Isaac and Laura Perlmutter are major contributors to NYU Langone Medical Center. In January 2014, the couple made a $50 million gift from their foundation to establish the Laura and Isaac Perlmutter Cancer Center at NYU Langone, followed by a $5 million gift from their foundation to establish the Laura and Isaac Perlmutter Cosmetic Plastic Surgery Center at NYU Langone, a $9 million gift to fund cancer research at NYU Langone and the Technion – Israel Institute of Technology, and a $1 million gift to support the medical center's Beatrice W. Welters Breast Health Outreach and Navigation Program.

In the spring of 2020, in response to the COVID-19 pandemic, Isaac and Laura Perlmutter took part in funding the donation of an estimated 50 tons of food to the Palm Beach County Food Bank. In addition to the food bank, the couple contributed to providing meals to the staff at both Good Samaritan Medical Center and St. Mary's Medical Center, as well as five hospitals in New York City.

Issac and Laura Perlmutter are also supporters and contributors to The Innocence Project which exonerates the wrongly convicted through DNA testing and reforms the criminal justice system to prevent future injustice.

== Political involvement ==
In 2015, Laura Perlmutter donated $2 million to a super-PAC supporting the presidential candidacy of Sen. Marco Rubio.

In January 2016, according to Donald Trump, Isaac intended to donate $1 million to the presidential candidate's wounded veterans initiative at Drake University.

On June 30, 2016, Laura Perlmutter donated $449,400 to a PAC supporting Donald Trump, and later was part of Trump's Inauguration committee.

In 2019, Ike and Laura Perlmutter donated roughly $360,000 to the "Trump Victory Joint Fundraising Committee." In total, they contributed $1.9 million to Donald Trump's 2020 presidential campaign. In 2024, Issac and Linda Perlmutter donated $10 million to the newly formed Right for America super-PAC led by Sergio Gor in support of the Trump campaign.
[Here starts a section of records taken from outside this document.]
//! Whole-file loading

use crate::error::{LoadError, LoadResult};
use crate::header::{self, FrameHeader};
use std::fs;
use std::path::{Path, PathBuf};

/// An audio file read fully into memory
#[derive(Debug, Clone)]
pub struct Mp3File {
    /// Path the file was loaded from
    pub path: PathBuf,
    /// Size in bytes as reported by the filesystem
    pub size: u64,
    /// Raw contents, last byte zeroed
    pub contents: Vec<u8>,
}

impl Mp3File {
    /// Read `path` into memory.
    ///
    /// The final byte of a non-empty file is replaced with 0x00 before the
    /// contents are stored. The file size is taken from its metadata.
    pub fn load<P: AsRef<Path>>(path: P) -> LoadResult<Self> {
        let path = path.as_ref();
        let io_error = |source| LoadError::Io {
            path: path.to_path_buf(),
            source,
        };

        let mut contents = fs::read(path).map_err(io_error)?;
        if let Some(last) = contents.last_mut() {
            *last = 0;
        }

        let size = fs::metadata(path).map_err(io_error)?.len();
        log::debug!("Loaded {} ({} bytes)", path.display(), size);

        Ok(Self {
            path: path.to_path_buf(),
            size,
            contents,
        })
    }

    /// Decode the frame header at the start of the file
    pub fn header(&self) -> LoadResult<FrameHeader> {
        let header = header::decode(&self.contents)?;
        log::trace!("Decoded header for {}: {:?}", self.path.display(), header);
        if !header.has_valid_sync() {
            log::warn!(
                "{}: frame sync is 0x{:03X}, expected 0x{:03X}",
                self.path.display(),
                header.frame_sync,
                header::FRAME_SYNC
            );
        }
        Ok(header)
    }
}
In 2025, the Laura and Issac Purlmutter Foundation was one of the donors who funded the White House's East Wing demolition, and planned building of a ballroom.

=== Leadership at the Department of Veterans Affairs ===

In April 2017, Perlmutter was categorized by The New York Times as one of the "Clubgoers" among twenty people whom President Trump consults "outside the White House gates". He "has been informally advising ... on veterans issues [and] ... has been a presence" at Mar-a-Lago, according to the account.

In August 2018 non-profit news organization ProPublica reported that Trump had informally authorized three members of his Mar-a-Lago club to direct policy at the United States Department of Veterans Affairs (VA) and issue instructions to Secretary of Veterans Affairs Peter O'Rourke. Perlmutter was named among the three, collectively known as the Mar-a-Lago Crowd. The author of the article obtained "hundreds of documents" through the Freedom of Information Act that show the three were in daily contact with the agency, "reviewing all manner of policy and personnel decisions" and that "they prodded the VA to start new programs, and officials travelled to Mar-a-Lago at taxpayer expense to hear their views." VA staffers have claimed that the three men got control over the department as "spoils" to reward them for their support of Trump. Their influence over the VA, including VA staff traveling to Mar-a-Lago to meet with them, carried on into 2019.

== Personal life ==
Early in his career, Perlmutter met his wife Laura J. Perlmutter at a Catskills resort and they married soon after. They divide their time between homes in Palm Beach, Florida close to Mar-a-Lago, and New York City.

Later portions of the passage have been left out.